Personal information
- Full name: Daryl D. Homer
- Born: July 16, 1990 (age 35) Saint Thomas, U.S. Virgin Islands
- Height: 5 ft 7 in (1.71 m)
- Weight: 187 lb (85 kg)

Fencing career
- Sport: Fencing
- Country: United States
- Weapon: Sabre
- Hand: right-handed
- National coach: Yury Gelman
- FIE ranking: current ranking

Medal record
Men's sabre
Representing the United States
Olympic Games
| Silver medal – second place | 2016 Rio de Janeiro | Individual |
World Championships
| Silver medal – second place | 2015 Moscow | Individual |
Pan American Games
| Gold medal – first place | 2015 Toronto | Team |
| Gold medal – first place | 2019 Lima | Individual |
| Gold medal – first place | 2019 Lima | Team |
Pan American Championships
| Gold medal – first place | 2010 San José | Team |
| Gold medal – first place | 2011 Reno | Individual |
| Gold medal – first place | 2011 Reno | Team |
| Gold medal – first place | 2012 Cancún | Team |
| Gold medal – first place | 2013 Cartagena | Team |
| Gold medal – first place | 2014 San José | Team |
| Gold medal – first place | 2016 Panama City | Team |
| Gold medal – first place | 2017 Montréal | Individual |
| Gold medal – first place | 2017 Montréal | Team |
| Gold medal – first place | 2018 Havana | Team |
| Gold medal – first place | 2019 Toronto | Team |
| Gold medal – first place | 2022 Asunción | Individual |
| Gold medal – first place | 2022 Asunción | Team |
| Silver medal – second place | 2015 Santiago | Individual |
| Silver medal – second place | 2019 Toronto | Individual |
| Bronze medal – third place | 2013 Cartagena | Individual |
| Bronze medal – third place | 2014 San José | Individual |
| Bronze medal – third place | 2018 Havana | Individual |

= Daryl Homer =

American fencer (born 1990)

Daryl D. Homer (born July 16, 1990) is an American right-handed saber fencer, three-time Olympian, and 2016 individual Olympic silver medalist.

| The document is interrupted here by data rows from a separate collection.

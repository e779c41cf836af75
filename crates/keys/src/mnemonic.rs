//! BIP39 mnemonic generation and seed derivation.

use bip39::Mnemonic;
use rand::RngCore;
use rand::rngs::OsRng;
use sha2::{Digest, Sha256};

use crate::error::Result;

/// Generates a fresh 24-word mnemonic.
///
/// 32 bytes of OS entropy are hashed with SHA-256 and the digest is encoded as
/// the mnemonic entropy.
///
/// # Errors
///
/// Returns an error if the entropy cannot be encoded, which does not happen for
/// 32-byte input.
pub fn generate_mnemonic() -> Result<String> {
    let mut entropy = [0u8; 32];
    OsRng.fill_bytes(&mut entropy);

    let digest = Sha256::digest(entropy);
    let mnemonic = Mnemonic::from_entropy(&digest)?;

    Ok(mnemonic.to_string())
}

/// Converts a mnemonic phrase into its 64-byte seed, with an empty passphrase.
///
/// # Errors
///
/// Returns [`crate::Error::InvalidMnemonic`] if the phrase is not valid BIP39.
pub fn mnemonic_to_seed(phrase: &str) -> Result<[u8; 64]> {
    let mnemonic = Mnemonic::parse_normalized(phrase.trim())?;

    Ok(mnemonic.to_seed_normalized(""))
}
//! Locating, starting, stopping and awaiting the external node process.
//!
//! The node is identified by its binary name together with the `--home`
//! argument it was started with. A pid recorded elsewhere is only a hint and
//! is never trusted without a fresh look at the process table.
#![warn(missing_docs)]
#![warn(clippy::all)]
#![warn(clippy::pedantic)]
#![warn(clippy::nursery)]
#![allow(clippy::redundant_pub_crate)]

mod command;
mod error;
mod process_table;
mod system;

pub use command::NodeCommand;
pub use error::{Error, Result};
pub use nix::sys::signal::Signal;
pub use system::SystemSupervisor;

use std::path::Path;
use std::time::Duration;

use async_trait::async_trait;

/// Interval between polls of the process table or a TCP port.
pub const POLL_INTERVAL: Duration = Duration::from_millis(250);

/// Process control used by the orchestrator.
#[async_trait]
pub trait ProcessSupervisor: Send + Sync + 'static {
    /// Finds the live node process started with `--home home_dir`.
    async fn find_managed_pid(&self, home_dir: &Path) -> Result<Option<u32>>;

    /// Runs a command to completion. A non-zero exit is an error.
    async fn run(&self, command: &NodeCommand) -> Result<()>;

    /// Launches a long-running command.
    ///
    /// In the background the process is detached and survives the caller; the
    /// call returns once it is spawned. In the foreground the call returns when
    /// the process exits, failing on a non-zero status.
    async fn start(&self, command: &NodeCommand, background: bool) -> Result<()>;

    /// Polls until something accepts TCP connections on `host:port`.
    ///
    /// Returns `false` if `timeout` elapses first.
    async fn await_ready(&self, host: &str, port: u16, timeout: Duration) -> bool;

    /// Sends `signal` to `pid`, and with `kill_tree` to all of its descendants.
    ///
    /// Failing to signal a descendant is logged and ignored.
    async fn stop(&self, pid: u32, kill_tree: bool, signal: Signal) -> Result<()>;

    /// Polls until `pid` has left the process table.
    ///
    /// Fails with [`Error::Timeout`] if `timeout` elapses first.
    async fn await_exit(&self, pid: u32, timeout: Duration) -> Result<()>;
}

Homer competed in the 2012 London Olympic Games, the 2016 Rio de Janeiro Olympic Games, and the 2020 Tokyo Olympic Games.

Homer is a ten-time team Pan American champion and three-time individual Pan American champion.

==Personal life==
Homer was born on St. Thomas, U.S. Virgin Islands, to Juliette Smith and Daryl Homer. At the age of five, Homer moved to New York City with his mother and younger sister D’Meca, to an apartment on Gun Hill Road in the Bronx. Homer attended Public School 21 there before going to Salesian High School in New Rochelle. He eventually graduated from St. John's University, with a degree in advertising communications. He now works for advertising and marketing agency Anomaly.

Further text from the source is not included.